### Your assignment
Search the entries for the word "models" and pull out each line that has it.

### Stored data
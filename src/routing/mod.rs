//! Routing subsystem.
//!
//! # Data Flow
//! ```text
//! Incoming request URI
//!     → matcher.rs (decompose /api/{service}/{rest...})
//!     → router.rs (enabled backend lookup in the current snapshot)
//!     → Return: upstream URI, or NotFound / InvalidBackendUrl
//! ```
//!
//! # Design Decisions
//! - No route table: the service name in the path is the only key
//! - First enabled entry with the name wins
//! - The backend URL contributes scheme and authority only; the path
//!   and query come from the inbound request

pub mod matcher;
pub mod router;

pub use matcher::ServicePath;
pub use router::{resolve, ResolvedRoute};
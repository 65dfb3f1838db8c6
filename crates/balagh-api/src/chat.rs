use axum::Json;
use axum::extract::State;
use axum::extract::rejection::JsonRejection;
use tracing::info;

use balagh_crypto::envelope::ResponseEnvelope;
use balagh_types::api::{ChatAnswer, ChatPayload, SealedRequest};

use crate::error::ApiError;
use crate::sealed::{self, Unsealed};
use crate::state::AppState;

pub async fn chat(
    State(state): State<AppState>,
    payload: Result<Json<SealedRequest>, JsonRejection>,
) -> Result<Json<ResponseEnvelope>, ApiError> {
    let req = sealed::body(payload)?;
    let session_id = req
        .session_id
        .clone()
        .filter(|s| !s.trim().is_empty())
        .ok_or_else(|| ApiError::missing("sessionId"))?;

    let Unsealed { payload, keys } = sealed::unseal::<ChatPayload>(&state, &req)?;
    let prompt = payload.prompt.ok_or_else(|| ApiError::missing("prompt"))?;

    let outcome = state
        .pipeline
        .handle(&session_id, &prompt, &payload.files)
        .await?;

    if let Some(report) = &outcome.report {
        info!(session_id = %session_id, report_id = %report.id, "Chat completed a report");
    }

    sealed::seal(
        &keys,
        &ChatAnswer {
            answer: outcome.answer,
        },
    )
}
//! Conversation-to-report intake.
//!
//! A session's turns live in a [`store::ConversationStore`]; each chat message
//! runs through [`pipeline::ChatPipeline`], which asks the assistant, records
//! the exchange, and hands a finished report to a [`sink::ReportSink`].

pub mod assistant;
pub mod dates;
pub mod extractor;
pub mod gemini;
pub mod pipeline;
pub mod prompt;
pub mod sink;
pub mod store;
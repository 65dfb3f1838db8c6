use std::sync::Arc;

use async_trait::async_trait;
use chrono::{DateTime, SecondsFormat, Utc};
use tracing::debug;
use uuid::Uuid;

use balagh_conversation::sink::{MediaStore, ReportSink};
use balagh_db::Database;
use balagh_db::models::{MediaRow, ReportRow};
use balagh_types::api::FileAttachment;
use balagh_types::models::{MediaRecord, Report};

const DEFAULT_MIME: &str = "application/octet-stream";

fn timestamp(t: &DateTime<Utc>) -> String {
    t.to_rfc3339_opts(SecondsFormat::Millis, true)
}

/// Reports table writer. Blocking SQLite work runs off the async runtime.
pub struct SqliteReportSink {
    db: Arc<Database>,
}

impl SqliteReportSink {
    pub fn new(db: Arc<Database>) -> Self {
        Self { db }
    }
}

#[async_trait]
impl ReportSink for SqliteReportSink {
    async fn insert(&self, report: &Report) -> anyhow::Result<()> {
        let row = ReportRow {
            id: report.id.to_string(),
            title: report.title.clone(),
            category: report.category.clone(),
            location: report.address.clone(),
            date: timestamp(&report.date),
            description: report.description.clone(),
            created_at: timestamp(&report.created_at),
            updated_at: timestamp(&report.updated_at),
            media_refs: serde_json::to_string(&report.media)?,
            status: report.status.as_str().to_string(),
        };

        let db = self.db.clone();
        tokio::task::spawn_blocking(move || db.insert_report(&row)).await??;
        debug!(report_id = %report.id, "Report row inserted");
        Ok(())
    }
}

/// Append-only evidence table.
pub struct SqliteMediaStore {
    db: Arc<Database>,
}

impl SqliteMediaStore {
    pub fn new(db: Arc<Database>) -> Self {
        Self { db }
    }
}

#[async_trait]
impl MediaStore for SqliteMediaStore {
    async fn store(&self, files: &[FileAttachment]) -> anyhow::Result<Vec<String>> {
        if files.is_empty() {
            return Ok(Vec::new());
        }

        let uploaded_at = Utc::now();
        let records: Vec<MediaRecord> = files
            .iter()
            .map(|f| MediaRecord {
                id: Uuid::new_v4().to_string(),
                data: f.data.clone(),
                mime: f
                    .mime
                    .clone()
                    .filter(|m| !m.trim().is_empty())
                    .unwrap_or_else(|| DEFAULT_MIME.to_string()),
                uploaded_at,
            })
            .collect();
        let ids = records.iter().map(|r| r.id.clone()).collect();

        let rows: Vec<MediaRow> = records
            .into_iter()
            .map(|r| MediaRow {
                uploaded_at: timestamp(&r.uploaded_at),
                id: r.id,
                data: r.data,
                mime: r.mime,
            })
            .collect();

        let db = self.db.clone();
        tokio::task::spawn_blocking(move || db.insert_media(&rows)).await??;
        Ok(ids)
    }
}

* * *

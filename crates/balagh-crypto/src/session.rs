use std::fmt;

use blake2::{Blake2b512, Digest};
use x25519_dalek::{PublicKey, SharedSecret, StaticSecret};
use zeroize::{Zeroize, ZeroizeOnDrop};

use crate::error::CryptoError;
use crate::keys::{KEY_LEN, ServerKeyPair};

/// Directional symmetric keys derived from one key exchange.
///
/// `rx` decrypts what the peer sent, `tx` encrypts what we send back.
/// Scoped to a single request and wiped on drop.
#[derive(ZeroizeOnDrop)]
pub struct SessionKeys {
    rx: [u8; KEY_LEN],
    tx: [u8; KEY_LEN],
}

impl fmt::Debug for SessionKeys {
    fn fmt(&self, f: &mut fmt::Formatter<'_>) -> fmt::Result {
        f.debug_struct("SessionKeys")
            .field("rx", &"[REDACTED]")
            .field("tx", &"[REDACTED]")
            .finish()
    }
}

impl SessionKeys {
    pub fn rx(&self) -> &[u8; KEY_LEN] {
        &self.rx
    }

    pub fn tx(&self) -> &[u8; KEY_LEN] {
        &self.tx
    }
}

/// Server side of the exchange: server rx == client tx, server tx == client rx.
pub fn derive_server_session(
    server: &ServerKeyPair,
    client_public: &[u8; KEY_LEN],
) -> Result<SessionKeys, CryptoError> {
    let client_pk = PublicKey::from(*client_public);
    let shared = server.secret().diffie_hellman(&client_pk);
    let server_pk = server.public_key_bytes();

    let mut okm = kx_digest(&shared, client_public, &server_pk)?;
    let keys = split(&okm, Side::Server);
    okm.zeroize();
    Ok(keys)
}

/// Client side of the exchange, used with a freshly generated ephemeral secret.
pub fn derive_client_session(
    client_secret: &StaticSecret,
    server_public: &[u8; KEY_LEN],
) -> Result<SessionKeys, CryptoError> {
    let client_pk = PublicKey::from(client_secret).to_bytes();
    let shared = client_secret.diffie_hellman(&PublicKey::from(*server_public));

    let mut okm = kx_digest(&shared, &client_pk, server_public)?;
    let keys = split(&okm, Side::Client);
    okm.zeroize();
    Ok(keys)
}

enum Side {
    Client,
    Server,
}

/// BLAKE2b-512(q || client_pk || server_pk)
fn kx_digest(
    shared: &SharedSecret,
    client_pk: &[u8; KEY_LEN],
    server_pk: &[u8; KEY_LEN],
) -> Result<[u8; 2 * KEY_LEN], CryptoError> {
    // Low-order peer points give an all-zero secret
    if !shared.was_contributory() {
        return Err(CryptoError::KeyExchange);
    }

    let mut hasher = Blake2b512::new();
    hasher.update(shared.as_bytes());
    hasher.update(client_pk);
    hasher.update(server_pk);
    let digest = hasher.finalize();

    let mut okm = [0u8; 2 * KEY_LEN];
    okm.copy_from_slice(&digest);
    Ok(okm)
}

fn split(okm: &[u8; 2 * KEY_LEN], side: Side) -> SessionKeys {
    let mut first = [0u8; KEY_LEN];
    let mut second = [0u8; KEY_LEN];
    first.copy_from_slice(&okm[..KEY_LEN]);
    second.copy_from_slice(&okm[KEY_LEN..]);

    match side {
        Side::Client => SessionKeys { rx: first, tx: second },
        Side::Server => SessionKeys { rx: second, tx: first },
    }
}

### Completed exercise
use balagh_db::models::{MediaRow, ReportRow};
use balagh_types::models::{MediaRecord, Report};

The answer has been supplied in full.